Imagine breaking bread at the dining table at this sprawling Sydney home, converted from an industrial bakery by Anna Carin Design.
The Newtown property comprises two adjoined early 20th-century buildings. It was initially a commercial bakery and corner store (and even later, a garment factory) that served the local neighbourhood before Anna Carin imaginatively reimagined it as a five-bedroom home. Its facade – which reads W Dribble 1922 and 1909, respectively – is an assortment of heritage brick, steel, and chimneys and still has the ghost signs from its former life.
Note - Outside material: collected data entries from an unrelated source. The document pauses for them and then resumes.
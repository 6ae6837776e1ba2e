// Copyright 2025 eraflo
//
// Licensed under the Apache License, Version 2.0 (the "License");
// you may not use this file except in compliance with the License.
// You may obtain a copy of the License at
//
//     http://www.apache.org/licenses/LICENSE-2.0
//
// Unless required by applicable law or agreed to in writing, software
// distributed under the License is distributed on an "AS IS" BASIS,
// WITHOUT WARRANTIES OR CONDITIONS OF ANY KIND, either express or implied.
// See the License for the specific language governing permissions and
// limitations under the License.

// Ember sandbox
// Draws a small scene headlessly for a few frames and reports what the back
// end submitted.

mod device;
mod scene;

use anyhow::{Context, Result};
use device::LoggingDevice;
use ember_core::math::Vec3;
use ember_core::renderer::api::{RenderSettings, Topology};
use ember_lanes::render_lane::load_settings;
use ember_lanes::BackEnd;
use scene::Scene;

const FRAME_COUNT: u32 = 8;
const FRAME_TIME: f32 = 1.0 / 60.0;
const GIZMO_LIFE_TIME: f32 = 4.0 * FRAME_TIME;

fn settings() -> Result<RenderSettings> {
    match std::env::args().nth(1) {
        Some(path) => load_settings(&path).with_context(|| format!("loading settings from {path}")),
        None => Ok(RenderSettings::default()),
    }
}

fn add_gizmo(back_end: &mut BackEnd, origin: Vec3, life_time: f32) {
    for (from, to, color) in scene::axis_lines(origin, 1.0) {
        let Some(verts) = back_end
            .debug_prims_mut()
            .reserve(Topology::LineList, 2, color, 2.0, false, true, life_time)
        else {
            return;
        };
        verts.copy_from_slice(&[from, to]);
    }
}

fn main() -> Result<()> {
    use env_logger::{Builder, Env};

    Builder::from_env(Env::default().default_filter_or("info")).init();

    let settings = settings()?;
    let row_size = settings.instance_buffer_offset_alignment;
    let mut device = LoggingDevice::new();
    let mut scene = Scene::build(&mut device)?;

    let eye = Vec3::new(-12.0, -10.0, 8.0);
    let view = scene::camera(eye, Vec3::new(2.0, 0.0, 0.0));
    let mut back_end = BackEnd::init(
        &mut device,
        settings,
        scene.shaders().clone(),
        scene::builtin_textures(),
        scene::render_targets(),
        view.clone(),
    )?;

    for frame in 1..=FRAME_COUNT {
        let time = frame as f32 * FRAME_TIME;
        back_end.begin_frame(frame, FRAME_TIME);
        device.take_stats();

        // A short-lived gizmo every other frame, a permanent one at the origin.
        if frame == 1 {
            add_gizmo(&mut back_end, Vec3::ZERO, f32::MAX);
        }
        if frame % 2 == 1 {
            add_gizmo(&mut back_end, Vec3::new(2.0, 0.0, 3.0), time + GIZMO_LIFE_TIME);
        }

        let render_frame = scene.frame(&mut device, frame, time, &view, row_size)?;
        let occluded = back_end.draw_occlusion_map(&mut device, &render_frame, scene::occlusion_target());
        back_end.draw_view(&mut device, &render_frame);
        back_end.draw_2d_view(&mut device, scene.hud(), scene::SCREEN);

        let counter = *back_end.counter();
        let stats = device.take_stats();
        log::info!(
            "Frame {frame}: {} draws ({} indexes), {} shadow draws into {} maps, {} debug prims, occluders: {occluded}",
            counter.draw_calls,
            counter.draw_indexes,
            counter.shadow_draw_calls,
            counter.shadow_map_draws,
            back_end.debug_prims().prims().len(),
        );
        log::info!(
            "Frame {frame}: device saw {} draws, {} indirect commands, {} state changes, {} target switches, {} clears, {} bytes uploaded",
            stats.draws,
            stats.indirect_commands,
            stats.state_changes,
            stats.target_switches,
            stats.clears,
            stats.uploaded_bytes,
        );

        back_end.debug_prims_mut().clear(time);
    }

    back_end.shutdown(&mut device);
    scene.destroy(&mut device)?;
    if device.live_buffers() > 0 {
        log::warn!("{} buffers leaked", device.live_buffers());
    }
    Ok(())
}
Inside, however, the building has been reconfigured to provide vast 749sqm of light-drenched living spaces across two storeys that retain their soaring volumes and industrial feel – albeit softened by polished concrete with underfloor heating and a monochrome colour scheme. Rafters and painted metal trusses are constant reminders of the history’s past. However, its free-flowing floorplan is now reconfigured for domestic use.
‘Nothing could be too crisp, it had to be aged and raw to sit within this industrial setting,’ practice founder Carin told Interiors Addict.
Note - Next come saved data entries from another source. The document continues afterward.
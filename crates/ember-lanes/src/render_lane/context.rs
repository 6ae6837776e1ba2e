// Copyright 2025 eraflo
//
// Licensed under the Apache License, Version 2.0 (the "License");
// you may not use this file except in compliance with the License.
// You may obtain a copy of the License at
//
//     http://www.apache.org/licenses/LICENSE-2.0
//
// Unless required by applicable law or agreed to in writing, software
// distributed under the License is distributed on an "AS IS" BASIS,
// WITHOUT WARRANTIES OR CONDITIONS OF ANY KIND, either express or implied.
// See the License for the specific language governing permissions and
// limitations under the License.

//! The explicit back-end context threaded through every pass driver.
//!
//! Everything a draw needs besides the surface itself lives here: runtime
//! settings, the built-in shaders and textures, off-screen targets, the
//! current camera and object matrices, the shadow projection state of the
//! light being drawn and the frame counters.

use ember_core::math::{Mat4, Vec2};
use ember_core::renderer::api::{
    BufferCache, RenderCounter, RenderSettings, RenderTarget, TextureId, ViewDefinition,
};
use ember_core::renderer::{Rect, RenderDevice, Shader};
use std::sync::Arc;

/// Maximum number of cascades of a directional light.
pub const MAX_CASCADES: usize = 4;

/// The shaders the back end falls back to when a material has none.
#[derive(Debug, Clone)]
pub struct BuiltinShaders {
    /// Flat color, used by wireframes.
    pub constant_color: Arc<Shader>,
    /// Writes the object id, used by the selection buffer.
    pub selection_id: Arc<Shader>,
    /// Depth only, used by the pre-pass, occluders and shadow maps.
    pub depth: Arc<Shader>,
    /// Screen-space velocity.
    pub object_motion_blur: Arc<Shader>,
    /// Default lit surface, ambient term only.
    pub standard_default: Arc<Shader>,
    /// Default lit surface, ambient plus one light.
    pub standard_default_direct_lit: Arc<Shader>,
    /// Default lit surface, environment probes.
    pub standard_default_indirect_lit: Arc<Shader>,
    /// Default lit surface, environment probes plus one light.
    pub standard_default_indirect_lit_direct_lit: Arc<Shader>,
    /// Fog volume.
    pub fog_light: Arc<Shader>,
    /// Blend light.
    pub blend_light: Arc<Shader>,
    /// Unlit textured, used by the GUI.
    pub unlit: Arc<Shader>,
    /// Per-vertex color, used by debug primitives.
    pub vertex_color: Arc<Shader>,
}

impl BuiltinShaders {
    /// Names requested from the loader, in field order.
    pub const NAMES: [&'static str; 12] = [
        "constant_color",
        "selection_id",
        "depth",
        "object_motion_blur",
        "standard_default",
        "standard_default_direct_lit",
        "standard_default_indirect_lit",
        "standard_default_indirect_lit_direct_lit",
        "fog_light",
        "blend_light",
        "unlit",
        "vertex_color",
    ];

    /// Builds the set by asking `load` for every name of [`BuiltinShaders::NAMES`].
    pub fn with_loader(mut load: impl FnMut(&'static str) -> Arc<Shader>) -> Self {
        let [constant_color, selection_id, depth, object_motion_blur, standard_default, standard_default_direct_lit, standard_default_indirect_lit, standard_default_indirect_lit_direct_lit, fog_light, blend_light, unlit, vertex_color] =
            Self::NAMES.map(&mut load);
        Self {
            constant_color,
            selection_id,
            depth,
            object_motion_blur,
            standard_default,
            standard_default_direct_lit,
            standard_default_indirect_lit,
            standard_default_indirect_lit_direct_lit,
            fog_light,
            blend_light,
            unlit,
            vertex_color,
        }
    }
}

/// Textures the back end binds on its own.
#[derive(Debug, Clone, Copy)]
pub struct BuiltinTextures {
    /// 1x1 white.
    pub white: TextureId,
    /// Fog density seen from outside the volume.
    pub fog: TextureId,
    /// Fog density seen from inside the volume.
    pub fog_enter: TextureId,
    /// Pre-integrated split-sum BRDF.
    pub prefiltered_dfg: TextureId,
    /// Cube map of normalized directions.
    pub cubic_normal_cube: TextureId,
    /// Maps a direction to its face in the virtual shadow cube map.
    pub indirection_cube: TextureId,
    /// Depth of the current view.
    pub screen_depth: TextureId,
}

/// Off-screen targets the back end draws into.
#[derive(Debug, Clone, Copy)]
pub struct RenderTargets {
    /// Layered shadow map, one layer per cascade.
    pub shadow_map: RenderTarget,
    /// Virtual shadow cube map: six faces in a 3x2 atlas.
    pub vscm: RenderTarget,
    /// Object id buffer.
    pub selection: RenderTarget,
    /// Screen-space velocity buffer.
    pub velocity: RenderTarget,
}

/// Projection state of the shadow map being rendered or sampled.
#[derive(Debug, Clone, PartialEq)]
pub struct ShadowState {
    /// Light projection of the current shadow map.
    pub projection: Mat4,
    /// World to shadow texture transform, per cascade.
    pub view_proj_scale_bias: [Mat4; MAX_CASCADES],
    /// PCF filter size in texels, per cascade.
    pub filter_size: [f32; MAX_CASCADES],
    /// Slope scaled depth bias.
    pub offset_factor: f32,
    /// Constant depth bias.
    pub offset_units: f32,
    /// Camera distances of the cascade splits.
    pub csm_distances: Vec<f32>,
    /// Normalized device depth of each cascade end.
    pub csm_far: [f32; MAX_CASCADES],
    /// Depth reconstruction factors of the cube map projection.
    pub projection_depth: Vec2,
}

impl Default for ShadowState {
    fn default() -> Self {
        Self {
            projection: Mat4::IDENTITY,
            view_proj_scale_bias: [Mat4::ZERO; MAX_CASCADES],
            filter_size: [1.0; MAX_CASCADES],
            offset_factor: 0.0,
            offset_units: 0.0,
            csm_distances: Vec::new(),
            csm_far: [1.0; MAX_CASCADES],
            projection_depth: Vec2::ZERO,
        }
    }
}

/// Everything the back end reads or writes while drawing a view.
#[derive(Debug)]
pub struct BackEndContext {
    /// Runtime tunables.
    pub settings: RenderSettings,
    /// Fallback shaders.
    pub shaders: BuiltinShaders,
    /// Fallback textures.
    pub textures: BuiltinTextures,
    /// Off-screen targets.
    pub targets: RenderTargets,
    /// Statistics of the current frame.
    pub counter: RenderCounter,
    /// Current back-end frame, matched against dynamic buffer caches.
    pub frame: u32,
    /// Duration of the previous frame in seconds.
    pub frame_time: f32,
    /// The camera being drawn.
    pub camera: ViewDefinition,
    /// View matrix of the current pass.
    pub view_matrix: Mat4,
    /// Projection matrix of the current pass.
    pub projection_matrix: Mat4,
    /// View-projection matrix of the current pass.
    pub view_projection_matrix: Mat4,
    /// Model-view matrix of the current object.
    pub model_view_matrix: Mat4,
    /// Model-view-projection matrix of the current object.
    pub model_view_projection_matrix: Mat4,
    /// Per-instance data of the frame.
    pub instance_cache: Option<BufferCache>,
    /// Shadow projection of the light being drawn.
    pub shadow: ShadowState,
    scissor: Rect,
}

impl BackEndContext {
    /// Creates a context looking through `camera`.
    pub fn new(
        settings: RenderSettings,
        shaders: BuiltinShaders,
        textures: BuiltinTextures,
        targets: RenderTargets,
        camera: ViewDefinition,
    ) -> Self {
        Self {
            settings,
            shaders,
            textures,
            targets,
            counter: RenderCounter::default(),
            frame: 0,
            frame_time: 1.0 / 60.0,
            view_matrix: camera.view,
            projection_matrix: camera.projection,
            view_projection_matrix: camera.view_projection,
            camera,
            model_view_matrix: Mat4::IDENTITY,
            model_view_projection_matrix: Mat4::IDENTITY,
            instance_cache: None,
            shadow: ShadowState::default(),
            scissor: Rect::EMPTY,
        }
    }

    /// Starts a new frame: counters are reset and dynamic caches of older
    /// frames stop being valid.
    pub fn begin_frame(&mut self, frame: u32, frame_time: f32) {
        self.frame = frame;
        if frame_time > 0.0 {
            self.frame_time = frame_time;
        }
        self.counter.reset();
    }

    /// Makes `view` the current camera and loads its matrices.
    pub fn set_camera(&mut self, view: &ViewDefinition) {
        self.camera = view.clone();
        self.view_matrix = view.view;
        self.projection_matrix = view.projection;
        self.view_projection_matrix = view.view_projection;
    }

    /// Number of cascades actually rendered.
    #[inline]
    pub fn cascade_count(&self) -> usize {
        self.settings.csm_count.clamp(1, MAX_CASCADES)
    }

    /// The scissor rectangle last set through [`BackEndContext::set_scissor`].
    #[inline]
    pub fn scissor(&self) -> Rect {
        self.scissor
    }

    /// Sets the device scissor and remembers it so passes can restore it.
    pub fn set_scissor(&mut self, device: &mut dyn RenderDevice, rect: Rect) {
        self.scissor = rect;
        device.set_scissor(rect);
    }

    /// Sets viewport and scissor to the camera's render rectangle.
    pub fn restore_view_rect(&mut self, device: &mut dyn RenderDevice) {
        let rect = self.camera.render_rect;
        device.set_viewport(rect);
        self.set_scissor(device, rect);
    }
}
The large kitchen is outfitted with bespoke, hand-painted cabinetry and a giant island that merges with the living room. Metal-framed windows and doors have been custom-made for the building, while demolished brick walls were hand-scraped and reused for new walls. The studio also took pains to retain the mix of aged and worn surfaces across the bedrooms and spaces, including timber and exposed brick and layers of patinated paint in the cottage.
One particularly spectacular space is the library, with floor-to-ceiling shelving stacked with 30,000 books.
Landscaping is as important to the project as the interiors. In the leafy courtyard, The Garden Social has introduced planting for bees and birds that envelop the swimming pool, while a vegetable garden is located above a kiln room.
The Agency has the listing for The Bakery, which will go to auction at 3 pm on 7 October 2023.